• [WHAT YOU ARE ASKED TO DO] Only lines holding the word "while" should be copied from the material.

• [INFORMATION SHOWN]
○ ○ ○ ○

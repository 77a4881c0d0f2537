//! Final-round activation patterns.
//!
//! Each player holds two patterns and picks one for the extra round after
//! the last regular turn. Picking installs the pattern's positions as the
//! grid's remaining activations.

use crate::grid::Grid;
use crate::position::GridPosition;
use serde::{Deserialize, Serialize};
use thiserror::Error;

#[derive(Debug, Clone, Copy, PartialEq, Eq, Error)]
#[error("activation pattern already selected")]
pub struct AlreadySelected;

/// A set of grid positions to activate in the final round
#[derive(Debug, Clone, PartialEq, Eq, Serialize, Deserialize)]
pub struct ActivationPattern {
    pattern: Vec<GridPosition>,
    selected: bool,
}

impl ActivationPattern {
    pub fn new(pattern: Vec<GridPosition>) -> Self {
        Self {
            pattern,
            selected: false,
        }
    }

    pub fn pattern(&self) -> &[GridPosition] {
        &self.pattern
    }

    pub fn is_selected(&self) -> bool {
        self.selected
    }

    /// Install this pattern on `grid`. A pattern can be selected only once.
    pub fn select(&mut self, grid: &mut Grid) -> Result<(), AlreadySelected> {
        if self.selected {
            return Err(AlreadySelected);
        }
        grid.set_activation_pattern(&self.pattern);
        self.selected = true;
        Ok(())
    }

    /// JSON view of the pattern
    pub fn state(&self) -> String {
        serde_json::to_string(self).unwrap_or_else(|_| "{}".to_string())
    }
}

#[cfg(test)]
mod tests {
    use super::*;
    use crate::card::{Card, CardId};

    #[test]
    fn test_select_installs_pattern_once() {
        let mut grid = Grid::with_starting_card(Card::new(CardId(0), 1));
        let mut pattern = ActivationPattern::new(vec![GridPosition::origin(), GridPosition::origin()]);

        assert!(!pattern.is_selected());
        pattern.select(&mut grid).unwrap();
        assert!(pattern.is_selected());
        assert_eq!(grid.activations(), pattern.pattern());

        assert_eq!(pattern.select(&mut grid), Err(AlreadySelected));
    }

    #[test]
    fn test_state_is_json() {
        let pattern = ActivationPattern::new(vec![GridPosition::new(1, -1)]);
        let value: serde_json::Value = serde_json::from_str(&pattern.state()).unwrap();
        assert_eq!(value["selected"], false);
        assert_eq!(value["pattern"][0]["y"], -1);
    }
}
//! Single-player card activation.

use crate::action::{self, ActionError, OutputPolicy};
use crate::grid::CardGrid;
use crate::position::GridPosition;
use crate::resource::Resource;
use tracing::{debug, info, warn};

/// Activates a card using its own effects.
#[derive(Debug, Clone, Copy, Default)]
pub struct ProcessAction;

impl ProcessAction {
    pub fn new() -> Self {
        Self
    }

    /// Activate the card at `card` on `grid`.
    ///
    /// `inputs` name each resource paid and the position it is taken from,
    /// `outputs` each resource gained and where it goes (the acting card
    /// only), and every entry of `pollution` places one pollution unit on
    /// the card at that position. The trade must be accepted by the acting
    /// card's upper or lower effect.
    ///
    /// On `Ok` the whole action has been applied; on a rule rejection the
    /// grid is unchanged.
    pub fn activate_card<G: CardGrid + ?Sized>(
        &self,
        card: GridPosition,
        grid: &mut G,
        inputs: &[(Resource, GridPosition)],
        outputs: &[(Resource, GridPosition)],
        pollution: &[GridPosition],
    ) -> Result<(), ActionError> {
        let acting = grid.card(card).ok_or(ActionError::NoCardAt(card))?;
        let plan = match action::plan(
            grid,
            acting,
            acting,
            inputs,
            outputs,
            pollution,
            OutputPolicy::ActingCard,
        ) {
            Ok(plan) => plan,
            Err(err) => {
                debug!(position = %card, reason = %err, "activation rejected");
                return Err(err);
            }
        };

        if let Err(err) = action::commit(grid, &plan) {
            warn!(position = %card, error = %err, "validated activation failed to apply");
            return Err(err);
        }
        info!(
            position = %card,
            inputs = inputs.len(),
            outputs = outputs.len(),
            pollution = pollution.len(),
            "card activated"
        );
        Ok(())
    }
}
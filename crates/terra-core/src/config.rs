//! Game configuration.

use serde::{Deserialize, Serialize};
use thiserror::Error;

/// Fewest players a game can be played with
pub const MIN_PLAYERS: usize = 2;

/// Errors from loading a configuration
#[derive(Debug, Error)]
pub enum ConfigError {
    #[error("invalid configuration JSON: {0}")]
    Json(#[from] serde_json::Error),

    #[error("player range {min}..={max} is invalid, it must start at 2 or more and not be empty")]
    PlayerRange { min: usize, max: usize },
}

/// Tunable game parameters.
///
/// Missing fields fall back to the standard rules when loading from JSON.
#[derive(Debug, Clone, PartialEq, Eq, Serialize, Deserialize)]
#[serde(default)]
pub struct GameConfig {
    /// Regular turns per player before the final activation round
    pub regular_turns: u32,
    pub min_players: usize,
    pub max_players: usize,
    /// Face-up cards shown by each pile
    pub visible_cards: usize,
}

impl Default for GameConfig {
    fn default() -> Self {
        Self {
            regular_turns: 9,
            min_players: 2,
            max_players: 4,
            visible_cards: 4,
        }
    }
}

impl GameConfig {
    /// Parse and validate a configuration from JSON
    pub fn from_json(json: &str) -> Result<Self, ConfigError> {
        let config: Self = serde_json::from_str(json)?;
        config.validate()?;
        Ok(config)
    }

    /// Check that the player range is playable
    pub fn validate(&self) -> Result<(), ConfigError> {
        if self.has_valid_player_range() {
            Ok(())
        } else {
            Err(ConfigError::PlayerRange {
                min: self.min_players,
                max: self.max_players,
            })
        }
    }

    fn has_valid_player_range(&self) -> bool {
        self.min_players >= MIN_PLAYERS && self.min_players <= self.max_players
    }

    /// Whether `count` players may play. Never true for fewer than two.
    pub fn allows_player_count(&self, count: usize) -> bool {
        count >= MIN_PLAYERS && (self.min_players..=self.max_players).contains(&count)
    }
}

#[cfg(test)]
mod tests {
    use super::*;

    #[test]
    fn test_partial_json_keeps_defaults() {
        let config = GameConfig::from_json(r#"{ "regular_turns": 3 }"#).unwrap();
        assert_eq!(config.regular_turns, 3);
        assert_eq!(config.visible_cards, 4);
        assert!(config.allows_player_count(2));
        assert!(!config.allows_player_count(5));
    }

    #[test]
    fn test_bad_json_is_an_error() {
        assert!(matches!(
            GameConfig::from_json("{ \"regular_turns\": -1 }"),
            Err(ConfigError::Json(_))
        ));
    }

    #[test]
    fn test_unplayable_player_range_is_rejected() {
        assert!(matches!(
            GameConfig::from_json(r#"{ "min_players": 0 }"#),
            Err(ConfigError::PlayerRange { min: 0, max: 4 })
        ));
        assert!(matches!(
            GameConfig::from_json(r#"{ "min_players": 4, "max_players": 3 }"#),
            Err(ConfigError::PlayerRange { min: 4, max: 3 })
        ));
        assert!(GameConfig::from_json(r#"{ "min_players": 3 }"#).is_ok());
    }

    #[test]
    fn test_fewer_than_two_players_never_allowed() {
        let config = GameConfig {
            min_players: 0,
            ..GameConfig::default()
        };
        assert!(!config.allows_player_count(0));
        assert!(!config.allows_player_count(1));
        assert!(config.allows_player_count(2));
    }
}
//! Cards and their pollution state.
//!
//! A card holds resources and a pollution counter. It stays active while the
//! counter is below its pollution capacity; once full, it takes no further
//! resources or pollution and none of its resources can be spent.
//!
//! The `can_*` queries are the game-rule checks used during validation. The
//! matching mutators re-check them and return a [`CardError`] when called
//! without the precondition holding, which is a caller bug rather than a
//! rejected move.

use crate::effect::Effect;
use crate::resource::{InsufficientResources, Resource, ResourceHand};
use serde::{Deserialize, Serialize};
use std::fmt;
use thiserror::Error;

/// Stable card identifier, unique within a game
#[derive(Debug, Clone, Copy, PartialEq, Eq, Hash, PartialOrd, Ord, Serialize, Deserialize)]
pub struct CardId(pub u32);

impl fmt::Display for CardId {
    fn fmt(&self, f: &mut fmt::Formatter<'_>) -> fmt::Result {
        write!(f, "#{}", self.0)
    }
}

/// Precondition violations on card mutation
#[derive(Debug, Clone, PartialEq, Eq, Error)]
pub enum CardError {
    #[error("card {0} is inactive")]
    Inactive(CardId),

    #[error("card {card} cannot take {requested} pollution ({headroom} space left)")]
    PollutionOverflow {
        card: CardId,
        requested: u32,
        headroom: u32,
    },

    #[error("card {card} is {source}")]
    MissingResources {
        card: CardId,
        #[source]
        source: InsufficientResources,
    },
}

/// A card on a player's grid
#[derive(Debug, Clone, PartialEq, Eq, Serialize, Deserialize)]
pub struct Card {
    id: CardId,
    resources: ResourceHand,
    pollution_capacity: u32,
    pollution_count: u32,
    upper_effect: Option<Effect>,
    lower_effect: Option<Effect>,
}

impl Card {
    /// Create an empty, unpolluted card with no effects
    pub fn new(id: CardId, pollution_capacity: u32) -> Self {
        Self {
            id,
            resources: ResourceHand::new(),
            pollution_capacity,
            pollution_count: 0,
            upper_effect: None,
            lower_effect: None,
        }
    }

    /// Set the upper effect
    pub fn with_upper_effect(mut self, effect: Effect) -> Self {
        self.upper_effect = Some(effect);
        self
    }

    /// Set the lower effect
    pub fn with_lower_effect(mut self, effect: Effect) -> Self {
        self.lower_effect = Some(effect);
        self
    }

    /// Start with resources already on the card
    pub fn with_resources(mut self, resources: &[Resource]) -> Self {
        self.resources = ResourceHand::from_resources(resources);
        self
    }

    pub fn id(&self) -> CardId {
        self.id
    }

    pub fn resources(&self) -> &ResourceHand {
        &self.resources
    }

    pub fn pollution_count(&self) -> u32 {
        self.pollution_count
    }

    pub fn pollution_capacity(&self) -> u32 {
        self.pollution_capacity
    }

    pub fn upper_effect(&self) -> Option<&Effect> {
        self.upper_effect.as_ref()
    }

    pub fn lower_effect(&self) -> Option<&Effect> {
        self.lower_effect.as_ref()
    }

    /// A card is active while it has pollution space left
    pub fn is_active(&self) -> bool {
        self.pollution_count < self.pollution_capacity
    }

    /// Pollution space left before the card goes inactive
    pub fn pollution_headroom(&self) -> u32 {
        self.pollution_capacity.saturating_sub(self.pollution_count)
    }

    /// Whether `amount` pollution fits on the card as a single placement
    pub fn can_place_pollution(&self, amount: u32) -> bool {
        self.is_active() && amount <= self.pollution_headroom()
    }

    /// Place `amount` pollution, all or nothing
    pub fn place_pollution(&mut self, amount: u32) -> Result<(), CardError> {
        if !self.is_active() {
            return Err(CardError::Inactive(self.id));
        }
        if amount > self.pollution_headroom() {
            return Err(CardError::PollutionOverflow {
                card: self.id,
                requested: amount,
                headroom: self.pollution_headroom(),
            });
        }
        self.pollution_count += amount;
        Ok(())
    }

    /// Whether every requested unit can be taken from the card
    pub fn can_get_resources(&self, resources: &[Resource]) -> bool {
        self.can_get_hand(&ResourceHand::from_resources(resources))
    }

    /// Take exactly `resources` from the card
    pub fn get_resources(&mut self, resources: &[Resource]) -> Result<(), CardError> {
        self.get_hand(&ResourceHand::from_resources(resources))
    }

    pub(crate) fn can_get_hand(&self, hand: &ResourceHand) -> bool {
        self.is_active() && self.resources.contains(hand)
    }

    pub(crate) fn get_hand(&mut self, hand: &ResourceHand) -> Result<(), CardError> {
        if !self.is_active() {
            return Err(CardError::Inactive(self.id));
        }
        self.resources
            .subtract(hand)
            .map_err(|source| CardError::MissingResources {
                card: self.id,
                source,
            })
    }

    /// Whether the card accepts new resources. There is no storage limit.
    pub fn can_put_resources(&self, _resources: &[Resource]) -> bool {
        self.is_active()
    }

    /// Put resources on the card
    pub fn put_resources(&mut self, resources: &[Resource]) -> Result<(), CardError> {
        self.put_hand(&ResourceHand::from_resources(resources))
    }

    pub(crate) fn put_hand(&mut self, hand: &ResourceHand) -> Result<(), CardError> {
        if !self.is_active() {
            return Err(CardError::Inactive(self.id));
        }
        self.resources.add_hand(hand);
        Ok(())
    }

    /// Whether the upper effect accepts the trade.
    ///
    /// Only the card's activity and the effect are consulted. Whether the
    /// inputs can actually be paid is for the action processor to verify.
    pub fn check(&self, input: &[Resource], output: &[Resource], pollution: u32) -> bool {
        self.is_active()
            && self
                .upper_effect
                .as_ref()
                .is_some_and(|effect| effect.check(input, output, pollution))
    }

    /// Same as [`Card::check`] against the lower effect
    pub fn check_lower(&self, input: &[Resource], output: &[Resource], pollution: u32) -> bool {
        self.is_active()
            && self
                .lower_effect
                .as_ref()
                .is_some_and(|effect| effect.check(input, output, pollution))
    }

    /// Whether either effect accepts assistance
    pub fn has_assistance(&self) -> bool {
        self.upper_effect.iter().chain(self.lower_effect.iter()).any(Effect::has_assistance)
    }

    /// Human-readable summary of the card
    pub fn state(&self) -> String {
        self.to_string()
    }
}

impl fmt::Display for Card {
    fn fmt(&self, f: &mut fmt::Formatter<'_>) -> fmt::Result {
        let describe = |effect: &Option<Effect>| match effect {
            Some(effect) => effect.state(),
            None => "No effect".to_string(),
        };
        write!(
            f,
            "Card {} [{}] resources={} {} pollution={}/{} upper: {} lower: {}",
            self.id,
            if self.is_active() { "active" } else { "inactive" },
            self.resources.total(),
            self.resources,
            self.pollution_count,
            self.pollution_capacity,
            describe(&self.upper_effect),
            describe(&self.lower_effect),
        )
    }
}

○ ○ ○ ○

• [PROBLEM SOLUTION]
//! A card holds resources and a pollution counter. It stays active while the
    /// A card is active while it has pollution space left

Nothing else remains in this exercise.